• **What to produce**:
From the records below, count the lines containing the word "crate" and give only that number.

• **Source records**:
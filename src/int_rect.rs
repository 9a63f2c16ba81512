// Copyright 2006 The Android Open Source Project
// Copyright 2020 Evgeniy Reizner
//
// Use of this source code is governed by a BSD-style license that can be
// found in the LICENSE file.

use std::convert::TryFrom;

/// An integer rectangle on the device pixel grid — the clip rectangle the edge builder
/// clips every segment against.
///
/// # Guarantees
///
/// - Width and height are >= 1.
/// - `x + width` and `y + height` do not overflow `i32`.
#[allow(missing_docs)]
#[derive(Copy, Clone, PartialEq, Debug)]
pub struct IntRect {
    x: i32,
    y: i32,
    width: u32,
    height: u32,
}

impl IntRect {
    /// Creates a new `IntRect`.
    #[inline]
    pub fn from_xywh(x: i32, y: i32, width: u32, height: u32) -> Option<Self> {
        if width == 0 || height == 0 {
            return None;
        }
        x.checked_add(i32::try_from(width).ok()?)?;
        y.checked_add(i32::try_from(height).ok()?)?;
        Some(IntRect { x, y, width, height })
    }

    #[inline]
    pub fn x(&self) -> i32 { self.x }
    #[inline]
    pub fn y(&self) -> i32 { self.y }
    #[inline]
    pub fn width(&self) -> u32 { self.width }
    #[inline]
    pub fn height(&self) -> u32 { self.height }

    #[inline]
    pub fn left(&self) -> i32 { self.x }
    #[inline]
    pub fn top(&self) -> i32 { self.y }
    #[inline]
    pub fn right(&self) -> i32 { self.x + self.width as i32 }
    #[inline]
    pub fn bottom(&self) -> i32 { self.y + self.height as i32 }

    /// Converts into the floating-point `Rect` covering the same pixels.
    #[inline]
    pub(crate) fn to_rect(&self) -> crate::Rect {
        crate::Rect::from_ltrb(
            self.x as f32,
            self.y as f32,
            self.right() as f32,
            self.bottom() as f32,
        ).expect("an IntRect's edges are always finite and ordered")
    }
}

• **Solution for this problem**:
2